Tuesday, June 26, 2007

more on the "merits" of team libby's june 25, 2007 reply. . .


do see installment one, on libby's final
reply -- i posted it earlier today -- it covers the
weakness of team libby's c.i.p.a. §6 final reply. . .

well, finally, the truth outs. . .

mr. robbins, along with team libby, seems
to believe that morrison does not control
these facts, because -- wait. . . wait. . .
wait(!) for it -- the united states
attorney for the northern district of
illinois was appointed solely by the
executive branch. . .

uh-huh.

i guess mr. robbins missed fitzs'
confirmation hearing -- and i guess
"with the advice and consent of the
senate
. . ." is just a meaningless
constitutional phrase -- some sort of
vestigal appendix. . . a burp, jefferson,
or hamilton, emitted entirely by accident.

ooh -- clever rhetoric, no?

no. take a look. click it to enlarge:



well -- that certainly clears it up.

not. thanks.

erh -- perhaps this is too much short-hand;
allow me to elaborate, ever so slightly. . .

patrick fitzgerald is a united states attorney.

in that respect, he is unlike either morrison or
edmond. to become the u.s. attorney in illinois,
he had to be nominated by the president, and confirmed,
with the advice and consent of the senate. that makes
his appointment a joint-executive/legislative one, by
all the prevailing legal conventions of the day. and, mr.
robbins simply ignores this critical fact.

the whole reason for this notion of inferior
officers is to make certain that no independent,
special, counsel, ends up going off like a loose
cannon. where -- as here -- the special counsel
is charged with all the rules applicable to u.s.
attorneys, it is hard to imagine how he could be-
come a loose cannon. so -- whether the letter penned
by james comey was perfect, or slightly less-than,
is of no moment. it was not a loose cannon that,
in some heretofore unexplained way, caused lewis
libby to repeatedly lie, under oath, before a grand
jury empaneled to establish whether enough evidence
existed to charge people in the c.i.a. leak case.

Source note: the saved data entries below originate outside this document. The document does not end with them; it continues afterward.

//! # crashwatch utilities
//!
//! Shared helpers for the crashwatch workspace, mainly the `tracing`
//! subscriber setup used by the CLI.
//!
//! `crashwatch-core` only emits events through the `tracing` macros; whether
//! and where they are printed is decided here.

pub mod logging;

// Re-export commonly used logging functions for convenience
pub use logging::{
    LogFormat, LogLevel, LoggingConfig, LoggingError, LoggingGuard, dated_log_file, init_logging, init_logging_to_file,
    init_logging_with_level,
};
pub use tracing::{debug, error, info, trace, warn};
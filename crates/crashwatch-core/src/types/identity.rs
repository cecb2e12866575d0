//! Identity of the failure that triggered a crash report.

use std::any::Any;
use std::fmt;
use std::panic::PanicHookInfo;

use super::{Address, FatalSignal};

/// What went wrong: a fatal signal or an uncaught panic.
///
/// This is the first argument every [`CrashDelegate`](crate::CrashDelegate)
/// callback receives, and its `Display` form is the report's `Failure:` line.
#[derive(Debug, Clone, PartialEq, Eq)]
pub enum FailureIdentity
{
    /// The process received a fatal signal.
    Signal
    {
        /// Which signal was delivered
        signal: FatalSignal,
        /// Faulting address from `siginfo_t`, for signals that carry one
        fault_address: Option<Address>,
    },
    /// A panic propagated into the panic hook.
    Panic
    {
        /// Panic payload rendered as text
        message: String,
        /// `file:line:column` of the panic site, if the runtime reported it
        location: Option<String>,
        /// Name of the panicking thread (`<unnamed>` when it has none)
        thread: String,
    },
}

impl FailureIdentity
{
    /// Identity for a fatal signal without a fault address.
    pub fn signal(signal: FatalSignal) -> Self
    {
        FailureIdentity::Signal {
            signal,
            fault_address: None,
        }
    }

    /// Build the identity for the panic currently being reported.
    pub fn from_panic(info: &PanicHookInfo<'_>) -> Self
    {
        let thread = std::thread::current();
        FailureIdentity::Panic {
            message: payload_message(info.payload()),
            location: info.location().map(|loc| format!("{}:{}:{}", loc.file(), loc.line(), loc.column())),
            thread: thread.name().unwrap_or("<unnamed>").to_string(),
        }
    }

    /// The signal, if this failure is signal-type.
    pub fn as_signal(&self) -> Option<FatalSignal>
    {
        match self {
            FailureIdentity::Signal { signal, .. } => Some(*signal),
            FailureIdentity::Panic { .. } => None,
        }
    }

    /// `true` for panic-type failures.
    pub fn is_panic(&self) -> bool
    {
        matches!(self, FailureIdentity::Panic { .. })
    }
}

/// Render a panic payload the way the default hook does.
pub(crate) fn payload_message(payload: &(dyn Any + Send)) -> String
{
    if let Some(message) = payload.downcast_ref::<&'static str>() {
        (*message).to_string()
    } else if let Some(message) = payload.downcast_ref::<String>() {
        message.clone()
    } else {
        "Box<dyn Any>".to_string()
    }
}

impl fmt::Display for FailureIdentity
{
    fn fmt(&self, f: &mut fmt::Formatter<'_>) -> fmt::Result
    {
        match self {
            FailureIdentity::Signal { signal, fault_address } => {
                write!(f, "{signal}")?;
                if let Some(address) = fault_address {
                    write!(f, " at {address}")?;
                }
                Ok(())
            }
            FailureIdentity::Panic {
                message,
                location,
                thread,
            } => {
                write!(f, "panic '{message}'")?;
                if let Some(location) = location {
                    write!(f, " at {location}")?;
                }
                write!(f, " on thread '{thread}'")
            }
        }
    }
}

such a leap would be fantasmagorical. . . so, instead,
mr. robbins argues that, because mr. fitzgerald investigated
the c.i.a. leak case (and thus the lewis libby lies about it)
under an appointment letter from james comey, acting in the
stead of john ashcroft -- ashcroft had recused himself -- and
not pursuant to an appointment from congress, directly, edmond
should control. that is, at best, an argument for a change in
the understanding of existing law. thus, it simply cannot be
the basis for a "close question" that would "likely lead" to
a reversal of his conviction. his motion should fail.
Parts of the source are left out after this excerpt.